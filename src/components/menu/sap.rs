use std::thread;
use std::time::Duration;

use log::{debug, error, warn};
use serde_json::Value;

use crate::component::Component;
use crate::components::ensure_supported;
use crate::components::menu::{menu_item_clicked, MenuSelectable, HOME_KEY};
use crate::components::selectable::{click_item, ContentCache, HierarchicalSelectable};
use crate::components::ClickOptions;
use crate::domain::Domain;
use crate::error::{WebDriverError, WebDriverResult};
use crate::js::{self, sap, JsFunction};
use crate::model::{ElementHierarchy, MenuItem, NodeId, TextMatchingCriterion};
use crate::webdrivercommands::WebDriverCommands;

pub const CLASS_NAME_MENUBAR: &str = "sap.ui.commons.MenuBar";
pub const CLASS_NAME_MENU: &str = "sap.ui.commons.Menu";
pub const CLASS_NAME_UNIFIED_MENU: &str = "sap.ui.unified.Menu";
pub const SUPPORTED_CLASSES: [&str; 3] = [CLASS_NAME_MENUBAR, CLASS_NAME_MENU, CLASS_NAME_UNIFIED_MENU];

pub const CLASS_NAME_PUSHMENU: &str = "sas.hc.ui.commons.pushmenu.PushMenu";

/// Wait for a sub-menu to show.
const SUBMENU_PAUSE: Duration = Duration::from_millis(200);

fn load_menu(component: &Component<'_>, function: &JsFunction) -> WebDriverResult<ElementHierarchy> {
    let ret = component.with_element(|e| js::call_on(e, function, &[]))?;
    match ret.value() {
        v @ Value::Object(_) => Ok(ElementHierarchy::from_json(v)),
        other => {
            warn!("Need to handle javascript result: {}", other);
            Err(WebDriverError::general("Fail to get content from a menu."))
        }
    }
}

/// The items to open before `node` can be clicked, top level first. The
/// menu bar itself and the first `hidden_levels` levels are left out.
fn items_to_open(tree: &ElementHierarchy, node: NodeId, hidden_levels: usize) -> Vec<NodeId> {
    let mut items: Vec<NodeId> = tree.ancestors(node).into_iter().filter(|a| tree.parent(*a).is_some()).collect();
    items.reverse();
    items.into_iter().skip(hidden_levels).collect()
}

/// Open each item with a sub-menu, stopping at the first one without.
fn open_submenus<F>(tree: &ElementHierarchy, node: NodeId, hidden_levels: usize, mut open: F) -> WebDriverResult<()>
where
    F: FnMut(NodeId) -> WebDriverResult<()>,
{
    let opened = items_to_open(tree, node, hidden_levels)
        .into_iter()
        .try_for_each(|id| -> Result<(), Option<WebDriverError>> {
            if !MenuItem::new(tree, id).has_sub_menu() {
                warn!("There is no submenu for item '{}'", tree.element(id).label());
                return Err(None);
            }
            open(id).map_err(Some)?;
            thread::sleep(SUBMENU_PAUSE);
            Ok(())
        });
    match opened {
        Ok(()) | Err(None) => Ok(()),
        Err(Some(e)) => {
            error!("Met {}", e);
            Err(WebDriverError::general(format!(
                "Fail to expand node '{}'. due to '{}'",
                tree.element(node).label(),
                e
            )))
        }
    }
}

/// `sap.ui.commons.MenuBar` and the SAP menus.
#[derive(Debug, Default)]
pub struct SapMenu {
    cache: ContentCache<ElementHierarchy>,
}

impl SapMenu {
    pub fn new(component: &Component<'_>) -> WebDriverResult<Self> {
        ensure_supported(component, Domain::Sap, &SUPPORTED_CLASSES)?;
        Ok(SapMenu::default())
    }
}

impl HierarchicalSelectable for SapMenu {
    fn load_content(&self, component: &Component<'_>) -> WebDriverResult<ElementHierarchy> {
        load_menu(component, &sap::SAP_MENU_GET_ITEMS)
    }

    fn cache(&self) -> &ContentCache<ElementHierarchy> {
        &self.cache
    }

    fn click_node(
        &self,
        component: &Component<'_>,
        tree: &ElementHierarchy,
        node: NodeId,
        options: &ClickOptions,
        clicks: u32,
    ) -> WebDriverResult<()> {
        // A sub-menu opened by WebDriver's element click may close again, a
        // pointer action keeps it open.
        open_submenus(tree, node, 0, |id| {
            let element = tree.element(id).web_element(component.session())?;
            component.session().action_chain().click_element(&element).perform()
        })?;
        click_item(component, tree.element(node), options, clicks)
    }

    fn verify_node_selected(&self, _component: &Component<'_>, tree: &ElementHierarchy, node: NodeId) -> WebDriverResult<()> {
        menu_item_clicked(tree, node)
    }
}

impl MenuSelectable for SapMenu {}

/// `sas.hc.ui.commons.pushmenu.PushMenu`. Its items sit inside an invisible
/// group, which is left out of paths.
#[derive(Debug)]
pub struct PushMenu {
    cache: ContentCache<ElementHierarchy>,
    has_invisible_root: bool,
}

impl PushMenu {
    pub fn new(component: &Component<'_>) -> WebDriverResult<Self> {
        ensure_supported(component, Domain::Sap, &[CLASS_NAME_PUSHMENU])?;
        Ok(PushMenu {
            cache: ContentCache::new(),
            has_invisible_root: true,
        })
    }

    fn go_home(&self, component: &Component<'_>) {
        if let Err(e) = js::call_on(&component.element(), &sap::PUSHMENU_GO_HOME, &[]) {
            debug!("Met {}", e);
        }
    }
}

impl HierarchicalSelectable for PushMenu {
    fn load_content(&self, component: &Component<'_>) -> WebDriverResult<ElementHierarchy> {
        let mut tree = load_menu(component, &sap::PUSHMENU_GET_ITEMS)?;
        if self.has_invisible_root {
            tree.descend_into_first();
        }
        Ok(tree)
    }

    fn cache(&self) -> &ContentCache<ElementHierarchy> {
        &self.cache
    }

    fn select_item(
        &self,
        component: &Component<'_>,
        criterion: &TextMatchingCriterion,
        verify: bool,
        options: &ClickOptions,
    ) -> WebDriverResult<()> {
        if criterion.text().map_or(false, |t| t.eq_ignore_ascii_case(HOME_KEY)) {
            self.go_home(component);
            return Ok(());
        }
        let (tree, node) = self.matched_node(component, criterion)?;
        self.click_node(component, &tree, node, options, 1)?;
        if verify {
            self.wait_and_verify_selected(component, &tree, node)?;
        }
        Ok(())
    }

    fn click_node(
        &self,
        component: &Component<'_>,
        tree: &ElementHierarchy,
        node: NodeId,
        options: &ClickOptions,
        clicks: u32,
    ) -> WebDriverResult<()> {
        let hidden = if self.has_invisible_root { 1 } else { 0 };
        open_submenus(tree, node, hidden, |id| {
            let element = tree.element(id).web_element(component.session())?;
            js::scroll_into_view(&element, true)?;
            element.click()
        })?;
        click_item(component, tree.element(node), options, clicks)
    }

    fn verify_node_selected(&self, _component: &Component<'_>, tree: &ElementHierarchy, node: NodeId) -> WebDriverResult<()> {
        menu_item_clicked(tree, node)
    }
}

impl MenuSelectable for PushMenu {}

■ TO DO
Word for word, give the material above a second time.

■ EXPECTED OUTPUT
filename src/components/menu/sap.rs
use std::thread;
use std::time::Duration;

use log::{debug, error, warn};
use serde_json::Value;

use crate::component::Component;
use crate::components::ensure_supported;
use crate::components::menu::{menu_item_clicked, MenuSelectable, HOME_KEY};
use crate::components::selectable::{click_item, ContentCache, HierarchicalSelectable};
use crate::components::ClickOptions;
use crate::domain::Domain;
use crate::error::{WebDriverError, WebDriverResult};
use crate::js::{self, sap, JsFunction};
use crate::model::{ElementHierarchy, MenuItem, NodeId, TextMatchingCriterion};
use crate::webdrivercommands::WebDriverCommands;

pub const CLASS_NAME_MENUBAR: &str = "sap.ui.commons.MenuBar";
pub const CLASS_NAME_MENU: &str = "sap.ui.commons.Menu";
pub const CLASS_NAME_UNIFIED_MENU: &str = "sap.ui.unified.Menu";
pub const SUPPORTED_CLASSES: [&str; 3] = [CLASS_NAME_MENUBAR, CLASS_NAME_MENU, CLASS_NAME_UNIFIED_MENU];

pub const CLASS_NAME_PUSHMENU: &str = "sas.hc.ui.commons.pushmenu.PushMenu";

/// Wait for a sub-menu to show.
const SUBMENU_PAUSE: Duration = Duration::from_millis(200);

fn load_menu(component: &Component<'_>, function: &JsFunction) -> WebDriverResult<ElementHierarchy> {
    let ret = component.with_element(|e| js::call_on(e, function, &[]))?;
    match ret.value() {
        v @ Value::Object(_) => Ok(ElementHierarchy::from_json(v)),
        other => {
            warn!("Need to handle javascript result: {}", other);
            Err(WebDriverError::general("Fail to get content from a menu."))
        }
    }
}

/// The items to open before `node` can be clicked, top level first. The
/// menu bar itself and the first `hidden_levels` levels are left out.
fn items_to_open(tree: &ElementHierarchy, node: NodeId, hidden_levels: usize) -> Vec<NodeId> {
    let mut items: Vec<NodeId> = tree.ancestors(node).into_iter().filter(|a| tree.parent(*a).is_some()).collect();
    items.reverse();
    items.into_iter().skip(hidden_levels).collect()
}

/// Open each item with a sub-menu, stopping at the first one without.
fn open_submenus<F>(tree: &ElementHierarchy, node: NodeId, hidden_levels: usize, mut open: F) -> WebDriverResult<()>
where
    F: FnMut(NodeId) -> WebDriverResult<()>,
{
    let opened = items_to_open(tree, node, hidden_levels)
        .into_iter()
        .try_for_each(|id| -> Result<(), Option<WebDriverError>> {
            if !MenuItem::new(tree, id).has_sub_menu() {
                warn!("There is no submenu for item '{}'", tree.element(id).label());
                return Err(None);
            }
            open(id).map_err(Some)?;
            thread::sleep(SUBMENU_PAUSE);
            Ok(())
        });
    match opened {
        Ok(()) | Err(None) => Ok(()),
        Err(Some(e)) => {
            error!("Met {}", e);
            Err(WebDriverError::general(format!(
                "Fail to expand node '{}'. due to '{}'",
                tree.element(node).label(),
                e
            )))
        }
    }
}

/// `sap.ui.commons.MenuBar` and the SAP menus.
#[derive(Debug, Default)]
pub struct SapMenu {
    cache: ContentCache<ElementHierarchy>,
}

impl SapMenu {
    pub fn new(component: &Component<'_>) -> WebDriverResult<Self> {
        ensure_supported(component, Domain::Sap, &SUPPORTED_CLASSES)?;
        Ok(SapMenu::default())
    }
}

impl HierarchicalSelectable for SapMenu {
    fn load_content(&self, component: &Component<'_>) -> WebDriverResult<ElementHierarchy> {
        load_menu(component, &sap::SAP_MENU_GET_ITEMS)
    }

    fn cache(&self) -> &ContentCache<ElementHierarchy> {
        &self.cache
    }

    fn click_node(
        &self,
        component: &Component<'_>,
        tree: &ElementHierarchy,
        node: NodeId,
        options: &ClickOptions,
        clicks: u32,
    ) -> WebDriverResult<()> {
        // A sub-menu opened by WebDriver's element click may close again, a
        // pointer action keeps it open.
        open_submenus(tree, node, 0, |id| {
            let element = tree.element(id).web_element(component.session())?;
            component.session().action_chain().click_element(&element).perform()
        })?;
        click_item(component, tree.element(node), options, clicks)
    }

    fn verify_node_selected(&self, _component: &Component<'_>, tree: &ElementHierarchy, node: NodeId) -> WebDriverResult<()> {
        menu_item_clicked(tree, node)
    }
}

impl MenuSelectable for SapMenu {}

/// `sas.hc.ui.commons.pushmenu.PushMenu`. Its items sit inside an invisible
/// group, which is left out of paths.
#[derive(Debug)]
pub struct PushMenu {
    cache: ContentCache<ElementHierarchy>,
    has_invisible_root: bool,
}

impl PushMenu {
    pub fn new(component: &Component<'_>) -> WebDriverResult<Self> {
        ensure_supported(component, Domain::Sap, &[CLASS_NAME_PUSHMENU])?;
        Ok(PushMenu {
            cache: ContentCache::new(),
            has_invisible_root: true,
        })
    }

    fn go_home(&self, component: &Component<'_>) {
        if let Err(e) = js::call_on(&component.element(), &sap::PUSHMENU_GO_HOME, &[]) {
            debug!("Met {}", e);
        }
    }
}

impl HierarchicalSelectable for PushMenu {
    fn load_content(&self, component: &Component<'_>) -> WebDriverResult<ElementHierarchy> {
        let mut tree = load_menu(component, &sap::PUSHMENU_GET_ITEMS)?;
        if self.has_invisible_root {
            tree.descend_into_first();
        }
        Ok(tree)
    }

    fn cache(&self) -> &ContentCache<ElementHierarchy> {
        &self.cache
    }

    fn select_item(
        &self,
        component: &Component<'_>,
        criterion: &TextMatchingCriterion,
        verify: bool,
        options: &ClickOptions,
    ) -> WebDriverResult<()> {
        if criterion.text().map_or(false, |t| t.eq_ignore_ascii_case(HOME_KEY)) {
            self.go_home(component);
            return Ok(());
        }
        let (tree, node) = self.matched_node(component, criterion)?;
        self.click_node(component, &tree, node, options, 1)?;
        if verify {
            self.wait_and_verify_selected(component, &tree, node)?;
        }
        Ok(())
    }

    fn click_node(
        &self,
        component: &Component<'_>,
        tree: &ElementHierarchy,
        node: NodeId,
        options: &ClickOptions,
        clicks: u32,
    ) -> WebDriverResult<()> {
        let hidden = if self.has_invisible_root { 1 } else { 0 };
        open_submenus(tree, node, hidden, |id| {
            let element = tree.element(id).web_element(component.session())?;
            js::scroll_into_view(&element, true)?;
            element.click()
        })?;
        click_item(component, tree.element(node), options, clicks)
    }

    fn verify_node_selected(&self, _component: &Component<'_>, tree: &ElementHierarchy, node: NodeId) -> WebDriverResult<()> {
        menu_item_clicked(tree, node)
    }
}

impl MenuSelectable for PushMenu {}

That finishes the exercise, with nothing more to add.